Crawlers on Gemini and best practices

Yes, you should respect robots.txt in my opinion. It's not compulsory,
but it's currently the best way we have to respect servers' wishes and
bandwidth constraints. There is even a companion spec for doing so,
which accompanies the main Gemini spec.

gemini://gemini.circumlunar.space/docs/companion/robots.gmi

Read the companion spec for more detail, but you're indeed correct
that bots don't advertise who they are since there's no user-agent.
Instead, we have some agreed-upon crawler categories, like
`researcher`, `indexer`, `archiver`. It sounds like you may want to
respect `researcher` and call it a day :)

Nat

On Tue, Dec 08, 2020 at 02:36:56PM +0100, Stephane Bortzmeyer wrote:
> I just developed a simple crawler for Gemini. Its goal is not to build
> another search engine but to perform some surveys of the
> geminispace.

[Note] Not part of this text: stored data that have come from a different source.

use std::time::Duration;

use anyhow::{Result, bail};
use clap::{ArgMatches, CommandFactory, FromArgMatches, parser::ValueSource};
use topicmap_core::PipelineConfig;

use crate::app_config::FileConfig;
use crate::cli::{Cli, PipelineArgs};

#[derive(Debug, Clone, Copy, Default)]
pub(crate) struct CliValueSources {
    pub(crate) data_dir: bool,
    pub(crate) listing_url: bool,
    pub(crate) concurrency: bool,
    pub(crate) max_retries: bool,
    pub(crate) rate_limit: bool,
    pub(crate) page_wait: bool,
    pub(crate) max_pages: bool,
    pub(crate) clusters: bool,
    pub(crate) adaptive_clusters: bool,
    pub(crate) seed: bool,
    pub(crate) max_features: bool,
    pub(crate) verbose: bool,
    pub(crate) quiet: bool,
}

pub(crate) fn parse_cli_with_sources() -> (Cli, CliValueSources) {
    let command = Cli::command();
    let matches = command.get_matches();
    let cli = Cli::from_arg_matches(&matches).unwrap_or_else(|err| err.exit());

    let sources = CliValueSources {
        data_dir: is_commandline_value(&matches, "data_dir"),
        listing_url: is_commandline_value(&matches, "listing_url"),
        concurrency: is_commandline_value(&matches, "concurrency"),
        max_retries: is_commandline_value(&matches, "max_retries"),
        rate_limit: is_commandline_value(&matches, "rate_limit"),
        page_wait: is_commandline_value(&matches, "page_wait"),
        max_pages: is_commandline_value(&matches, "max_pages"),
        clusters: is_commandline_value(&matches, "clusters"),
        adaptive_clusters: is_commandline_value(&matches, "adaptive_clusters"),
        seed: is_commandline_value(&matches, "seed"),
        max_features: is_commandline_value(&matches, "max_features"),
        verbose: is_commandline_value(&matches, "verbose"),
        quiet: is_commandline_value(&matches, "quiet"),
    };
    (cli, sources)
}

// Global flags may follow the subcommand, so look at nested matches too.
fn is_commandline_value(matches: &ArgMatches, id: &str) -> bool {
    matches.value_source(id) == Some(ValueSource::CommandLine)
        || matches
            .subcommand()
            .is_some_and(|(_, sub)| is_commandline_value(sub, id))
}

pub(crate) fn apply_config_defaults(
    mut args: PipelineArgs,
    cli_sources: &CliValueSources,
    file_config: Option<&FileConfig>,
) -> Result<PipelineArgs> {
    if let Some(file_config) = file_config {
        if !cli_sources.data_dir
            && let Some(data_dir) = &file_config.data_dir
        {
            args.data_dir.clone_from(data_dir);
        }

        if !cli_sources.listing_url
            && let Some(listing_url) = &file_config.listing_url
        {
            args.listing_url.clone_from(listing_url);
        }

        if !cli_sources.concurrency
            && let Some(concurrency) = file_config.concurrency
        {
            args.concurrency = concurrency;
        }

        if !cli_sources.max_retries
            && let Some(max_retries) = file_config.max_retries
        {
            args.max_retries = max_retries;
        }

        if !cli_sources.rate_limit
            && let Some(rate_limit) = file_config.rate_limit
        {
            args.rate_limit = rate_limit;
        }

        if !cli_sources.page_wait
            && let Some(page_wait) = file_config.page_wait_secs
        {
            args.page_wait = page_wait;
        }

        if !cli_sources.max_pages
            && let Some(max_pages) = file_config.max_pages
        {
            args.max_pages = max_pages;
        }

        if !cli_sources.clusters
            && let Some(n_clusters) = file_config.n_clusters
        {
            args.clusters = n_clusters;
        }

        if !cli_sources.adaptive_clusters
            && !args.adaptive_clusters
            && let Some(adaptive) = file_config.adaptive_clusters
        {
            args.adaptive_clusters = adaptive;
        }

        if !cli_sources.seed
            && let Some(seed) = file_config.seed
        {
            args.seed = seed;
        }

        if !cli_sources.max_features
            && let Some(max_features) = file_config.max_features
        {
            args.max_features = u16::try_from(max_features).map_err(|_| {
                anyhow::anyhow!("Invalid config value for `max_features`: {max_features}")
            })?;
        }
    }

    if !(1..=32).contains(&args.concurrency) {
        bail!(
            "Invalid effective concurrency value: {}. Expected range: 1..=32",
            args.concurrency
        );
    }
    if args.rate_limit > 60_000 {
        bail!(
            "Invalid effective rate_limit value: {}. Expected range: 0..=60000",
            args.rate_limit
        );
    }

    Ok(args)
}

/// Library settings for the effective arguments.
pub(crate) fn pipeline_config(args: &PipelineArgs) -> PipelineConfig {
    PipelineConfig {
        data_dir: args.data_dir.clone(),
        listing_url: args.listing_url.clone(),
        concurrency: usize::from(args.concurrency),
        max_retries: u32::from(args.max_retries),
        rate_limit_ms: args.rate_limit,
        page_wait: Duration::from_secs(args.page_wait),
        max_pages: (args.max_pages > 0).then_some(args.max_pages),
        n_clusters: usize::from(args.clusters),
        adaptive_clusters: args.adaptive_clusters,
        seed: args.seed,
        max_features: usize::from(args.max_features),
        ..PipelineConfig::default()
    }
}

pub(crate) fn resolve_default_log_level(args: &PipelineArgs) -> &'static str {
    if args.quiet {
        "error"
    } else {
        match args.verbose {
            0 => "info",
            1 => "debug",
            _ => "trace",
        }
    }
}

pub(crate) fn should_force_cli_log_level(cli_sources: &CliValueSources) -> bool {
    cli_sources.verbose || cli_sources.quiet
}

#[cfg(test)]
mod tests {
    use super::*;
    use clap::Parser;
    use std::path::PathBuf;

    fn args(argv: &[&str]) -> PipelineArgs {
        Cli::try_parse_from(argv).expect("args should parse").pipeline
    }

    #[test]
    fn test_file_config_fills_values_not_given_on_command_line() {
        let file = FileConfig {
            data_dir: Some(PathBuf::from("/srv/topicmap")),
            concurrency: Some(2),
            n_clusters: Some(5),
            adaptive_clusters: Some(true),
            ..FileConfig::default()
        };
        let sources = CliValueSources {
            concurrency: true,
            ..CliValueSources::default()
        };

        let effective = apply_config_defaults(
            args(&["topicmap", "run", "-c", "8"]),
            &sources,
            Some(&file),
        )
        .expect("config should apply");

        assert_eq!(effective.concurrency, 8);
        assert_eq!(effective.data_dir, PathBuf::from("/srv/topicmap"));
        assert_eq!(effective.clusters, 5);
        assert!(effective.adaptive_clusters);
    }

    #[test]
    fn test_no_file_config_keeps_cli_defaults() {
        let effective =
            apply_config_defaults(args(&["topicmap", "model"]), &CliValueSources::default(), None)
                .expect("defaults should apply");
        assert_eq!(effective.clusters, 3);
        assert_eq!(effective.rate_limit, 1000);
    }

    #[test]
    fn test_pipeline_config_maps_zero_pages_to_unlimited() {
        let config = pipeline_config(&args(&["topicmap", "crawl", "--max-pages", "0"]));
        assert_eq!(config.max_pages, None);
        let config = pipeline_config(&args(&["topicmap", "crawl"]));
        assert_eq!(config.max_pages, Some(5));
        assert_eq!(config.page_wait, Duration::from_secs(10));
        config.validate().expect("default CLI config is valid");
    }

    #[test]
    fn test_resolve_default_log_level() {
        assert_eq!(resolve_default_log_level(&args(&["topicmap", "run"])), "info");
        assert_eq!(resolve_default_log_level(&args(&["topicmap", "run", "-v"])), "debug");
        assert_eq!(resolve_default_log_level(&args(&["topicmap", "run", "-vv"])), "trace");
        assert_eq!(resolve_default_log_level(&args(&["topicmap", "run", "-q"])), "error");
    }

    #[test]
    fn test_should_force_cli_log_level_only_for_explicit_flags() {
        assert!(!should_force_cli_log_level(&CliValueSources::default()));
        assert!(should_force_cli_log_level(&CliValueSources {
            quiet: true,
            ..CliValueSources::default()
        }));
    }
}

A typical result will be something like (real data, but
> limited in size):
>
> gemini://gemini.bortzmeyer.org/software/crawler/
>
> Currently, I did not yet let it loose on the Internet, because there
> are some questions I have.
>
> Is it "good practice" to follow robots.txt? There is no mention of it
> in the specification but it could work for Gemini as well as for the
> Web and I notice that some programs query this name on my server.
>
> Since Gemini (and rightly so) has no User-Agent, how can a bot
> advertise its policy and a point of contact?